#### Your task:
Would you copy out the whole listing exactly as given?

"""

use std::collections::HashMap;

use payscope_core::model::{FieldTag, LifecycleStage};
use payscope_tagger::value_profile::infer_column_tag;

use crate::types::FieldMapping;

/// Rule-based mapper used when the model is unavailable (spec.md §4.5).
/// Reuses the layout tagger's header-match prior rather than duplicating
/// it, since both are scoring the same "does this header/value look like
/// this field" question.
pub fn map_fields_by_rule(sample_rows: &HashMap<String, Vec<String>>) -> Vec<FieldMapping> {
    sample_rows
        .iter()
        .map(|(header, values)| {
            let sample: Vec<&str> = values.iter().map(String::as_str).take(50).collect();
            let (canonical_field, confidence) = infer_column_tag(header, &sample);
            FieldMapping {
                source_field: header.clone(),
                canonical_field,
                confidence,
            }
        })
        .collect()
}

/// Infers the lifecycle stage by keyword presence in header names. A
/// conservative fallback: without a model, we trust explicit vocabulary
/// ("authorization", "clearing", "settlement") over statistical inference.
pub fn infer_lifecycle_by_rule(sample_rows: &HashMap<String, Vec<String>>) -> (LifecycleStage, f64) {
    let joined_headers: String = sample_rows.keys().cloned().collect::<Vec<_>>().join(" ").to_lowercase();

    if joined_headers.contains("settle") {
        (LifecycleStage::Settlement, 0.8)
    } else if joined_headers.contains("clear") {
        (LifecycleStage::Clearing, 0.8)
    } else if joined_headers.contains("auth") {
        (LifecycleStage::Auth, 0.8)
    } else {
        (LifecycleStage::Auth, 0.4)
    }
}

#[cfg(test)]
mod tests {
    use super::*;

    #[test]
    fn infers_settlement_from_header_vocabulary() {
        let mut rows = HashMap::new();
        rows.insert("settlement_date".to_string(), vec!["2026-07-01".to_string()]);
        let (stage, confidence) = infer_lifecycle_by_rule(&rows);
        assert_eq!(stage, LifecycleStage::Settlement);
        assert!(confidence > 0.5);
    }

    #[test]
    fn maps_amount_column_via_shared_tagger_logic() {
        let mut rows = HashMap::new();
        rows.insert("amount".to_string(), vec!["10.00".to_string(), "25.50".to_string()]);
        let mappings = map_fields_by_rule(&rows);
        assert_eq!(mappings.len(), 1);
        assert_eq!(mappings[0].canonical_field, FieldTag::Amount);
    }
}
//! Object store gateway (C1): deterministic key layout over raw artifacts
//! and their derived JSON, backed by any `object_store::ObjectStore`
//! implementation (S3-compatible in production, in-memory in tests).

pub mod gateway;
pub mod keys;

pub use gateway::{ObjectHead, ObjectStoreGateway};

"""

#### Output below:
use std::collections::HashMap;

use payscope_core::model::{FieldTag, LifecycleStage};
use payscope_tagger::value_profile::infer_column_tag;

use crate::types::FieldMapping;

/// Rule-based mapper used when the model is unavailable (spec.md §4.5).
/// Reuses the layout tagger's header-match prior rather than duplicating
/// it, since both are scoring the same "does this header/value look like
/// this field" question.
pub fn map_fields_by_rule(sample_rows: &HashMap<String, Vec<String>>) -> Vec<FieldMapping> {
    sample_rows
        .iter()
        .map(|(header, values)| {
            let sample: Vec<&str> = values.iter().map(String::as_str).take(50).collect();
            let (canonical_field, confidence) = infer_column_tag(header, &sample);
            FieldMapping {
                source_field: header.clone(),
                canonical_field,
                confidence,
            }
        })
        .collect()
}

/// Infers the lifecycle stage by keyword presence in header names. A
/// conservative fallback: without a model, we trust explicit vocabulary
/// ("authorization", "clearing", "settlement") over statistical inference.
pub fn infer_lifecycle_by_rule(sample_rows: &HashMap<String, Vec<String>>) -> (LifecycleStage, f64) {
    let joined_headers: String = sample_rows.keys().cloned().collect::<Vec<_>>().join(" ").to_lowercase();

    if joined_headers.contains("settle") {
        (LifecycleStage::Settlement, 0.8)
    } else if joined_headers.contains("clear") {
        (LifecycleStage::Clearing, 0.8)
    } else if joined_headers.contains("auth") {
        (LifecycleStage::Auth, 0.8)
    } else {
        (LifecycleStage::Auth, 0.4)
    }
}

#[cfg(test)]
mod tests {
    use super::*;

    #[test]
    fn infers_settlement_from_header_vocabulary() {
        let mut rows = HashMap::new();
        rows.insert("settlement_date".to_string(), vec!["2026-07-01".to_string()]);
        let (stage, confidence) = infer_lifecycle_by_rule(&rows);
        assert_eq!(stage, LifecycleStage::Settlement);
        assert!(confidence > 0.5);
    }

    #[test]
    fn maps_amount_column_via_shared_tagger_logic() {
        let mut rows = HashMap::new();
        rows.insert("amount".to_string(), vec!["10.00".to_string(), "25.50".to_string()]);
        let mappings = map_fields_by_rule(&rows);
        assert_eq!(mappings.len(), 1);
        assert_eq!(mappings[0].canonical_field, FieldTag::Amount);
    }
}
//! Object store gateway (C1): deterministic key layout over raw artifacts
//! and their derived JSON, backed by any `object_store::ObjectStore`
//! implementation (S3-compatible in production, in-memory in tests).

pub mod gateway;
pub mod keys;

pub use gateway::{ObjectHead, ObjectStoreGateway};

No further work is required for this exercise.